**Work order:** Without changing a single character, copy every record below.

**Supplied material:**

= = = = =

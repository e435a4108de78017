//! Embedded MQTT broker using rumqttd
//!
//! Cameras can publish straight to this host when no site broker exists.
//! The broker runs on its own OS thread; `start_embedded_broker` returns once
//! the listener accepts connections so the ingress client connects first try.

use crate::domain::error::ConfigError;
use crate::infra::config::Config as AppConfig;
use rumqttd::{Broker, Config, ConnectionSettings, RouterConfig, ServerSettings};
use std::collections::HashMap;
use std::net::{IpAddr, Ipv4Addr, Ipv6Addr, SocketAddr, TcpStream};
use std::thread;
use std::time::{Duration, Instant};
use tracing::{info, warn};

/// Detection payloads are a few hundred bytes
const MAX_PAYLOAD_SIZE: usize = 16 * 1024;

/// How long startup waits for the listener to come up
const LISTEN_TIMEOUT: Duration = Duration::from_secs(2);

/// Parse `[broker] bind_address` and `port` into a socket address
pub fn listen_address(app_config: &AppConfig) -> Result<SocketAddr, ConfigError> {
    let address = app_config.broker_bind_address();
    let ip: IpAddr = address
        .parse()
        .map_err(|source| ConfigError::BrokerAddress { address: address.to_string(), source })?;
    Ok(SocketAddr::new(ip, app_config.broker_port()))
}

/// MQTT v4 broker listening on `listen`, sized for a site's cameras
pub fn broker_config(listen: SocketAddr) -> Config {
    let connections = ConnectionSettings {
        connection_timeout_ms: 5_000,
        max_payload_size: MAX_PAYLOAD_SIZE,
        max_inflight_count: 100,
        auth: None,
        dynamic_filters: true,
        external_auth: None,
    };

    let server = ServerSettings {
        name: "cameras".to_string(),
        listen,
        tls: None,
        next_connection_delay_ms: 1,
        connections,
    };

    Config {
        id: 0,
        router: RouterConfig {
            max_segment_size: 1_048_576,
            max_segment_count: 4,
            max_connections: 256,
            max_outgoing_packet_count: 200,
            initialized_filters: None,
            ..Default::default()
        },
        v4: Some(HashMap::from([("cameras".to_string(), server)])),
        v5: None,
        ws: None,
        prometheus: None,
        metrics: None,
        bridge: None,
        console: None,
        cluster: None,
    }
}

/// Address to dial when checking a listener bound to `addr`
fn dial_address(addr: SocketAddr) -> SocketAddr {
    match addr.ip() {
        IpAddr::V4(ip) if ip.is_unspecified() => SocketAddr::new(Ipv4Addr::LOCALHOST.into(), addr.port()),
        IpAddr::V6(ip) if ip.is_unspecified() => SocketAddr::new(Ipv6Addr::LOCALHOST.into(), addr.port()),
        _ => addr,
    }
}

fn wait_until_listening(addr: SocketAddr, timeout: Duration) -> bool {
    let target = dial_address(addr);
    let deadline = Instant::now() + timeout;
    while Instant::now() < deadline {
        if TcpStream::connect_timeout(&target, Duration::from_millis(100)).is_ok() {
            return true;
        }
        thread::sleep(Duration::from_millis(20));
    }
    false
}

/// Start the embedded broker on a background thread and return its address
pub fn start_embedded_broker(app_config: &AppConfig) -> Result<SocketAddr, ConfigError> {
    let listen = listen_address(app_config)?;
    let config = broker_config(listen);

    thread::spawn(move || {
        let mut broker = Broker::new(config);
        // start() blocks for the lifetime of the broker
        if let Err(e) = broker.start() {
            warn!(error = %e, "broker_start_failed");
        }
    });

    if wait_until_listening(listen, LISTEN_TIMEOUT) {
        info!(listen = %listen, "broker_started");
    } else {
        warn!(listen = %listen, timeout_ms = %LISTEN_TIMEOUT.as_millis(), "broker_not_listening_yet");
    }
    Ok(listen)
}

= = = = =

**Output:**
repository e435a4108de78017
//! Embedded MQTT broker using rumqttd
//!
//! Cameras can publish straight to this host when no site broker exists.
//! The broker runs on its own OS thread; `start_embedded_broker` returns once
//! the listener accepts connections so the ingress client connects first try.

use crate::domain::error::ConfigError;
use crate::infra::config::Config as AppConfig;
use rumqttd::{Broker, Config, ConnectionSettings, RouterConfig, ServerSettings};
use std::collections::HashMap;
use std::net::{IpAddr, Ipv4Addr, Ipv6Addr, SocketAddr, TcpStream};
use std::thread;
use std::time::{Duration, Instant};
use tracing::{info, warn};

/// Detection payloads are a few hundred bytes
const MAX_PAYLOAD_SIZE: usize = 16 * 1024;

/// How long startup waits for the listener to come up
const LISTEN_TIMEOUT: Duration = Duration::from_secs(2);

/// Parse `[broker] bind_address` and `port` into a socket address
pub fn listen_address(app_config: &AppConfig) -> Result<SocketAddr, ConfigError> {
    let address = app_config.broker_bind_address();
    let ip: IpAddr = address
        .parse()
        .map_err(|source| ConfigError::BrokerAddress { address: address.to_string(), source })?;
    Ok(SocketAddr::new(ip, app_config.broker_port()))
}

/// MQTT v4 broker listening on `listen`, sized for a site's cameras
pub fn broker_config(listen: SocketAddr) -> Config {
    let connections = ConnectionSettings {
        connection_timeout_ms: 5_000,
        max_payload_size: MAX_PAYLOAD_SIZE,
        max_inflight_count: 100,
        auth: None,
        dynamic_filters: true,
        external_auth: None,
    };

    let server = ServerSettings {
        name: "cameras".to_string(),
        listen,
        tls: None,
        next_connection_delay_ms: 1,
        connections,
    };

    Config {
        id: 0,
        router: RouterConfig {
            max_segment_size: 1_048_576,
            max_segment_count: 4,
            max_connections: 256,
            max_outgoing_packet_count: 200,
            initialized_filters: None,
            ..Default::default()
        },
        v4: Some(HashMap::from([("cameras".to_string(), server)])),
        v5: None,
        ws: None,
        prometheus: None,
        metrics: None,
        bridge: None,
        console: None,
        cluster: None,
    }
}

/// Address to dial when checking a listener bound to `addr`
fn dial_address(addr: SocketAddr) -> SocketAddr {
    match addr.ip() {
        IpAddr::V4(ip) if ip.is_unspecified() => SocketAddr::new(Ipv4Addr::LOCALHOST.into(), addr.port()),
        IpAddr::V6(ip) if ip.is_unspecified() => SocketAddr::new(Ipv6Addr::LOCALHOST.into(), addr.port()),
        _ => addr,
    }
}

fn wait_until_listening(addr: SocketAddr, timeout: Duration) -> bool {
    let target = dial_address(addr);
    let deadline = Instant::now() + timeout;
    while Instant::now() < deadline {
        if TcpStream::connect_timeout(&target, Duration::from_millis(100)).is_ok() {
            return true;
        }
        thread::sleep(Duration::from_millis(20));
    }
    false
}

/// Start the embedded broker on a background thread and return its address
pub fn start_embedded_broker(app_config: &AppConfig) -> Result<SocketAddr, ConfigError> {
    let listen = listen_address(app_config)?;
    let config = broker_config(listen);

    thread::spawn(move || {
        let mut broker = Broker::new(config);
        // start() blocks for the lifetime of the broker
        if let Err(e) = broker.start() {
            warn!(error = %e, "broker_start_failed");
        }
    });

    if wait_until_listening(listen, LISTEN_TIMEOUT) {
        info!(listen = %listen, "broker_started");
    } else {
        warn!(listen = %listen, timeout_ms = %LISTEN_TIMEOUT.as_millis(), "broker_not_listening_yet");
    }
    Ok(listen)
}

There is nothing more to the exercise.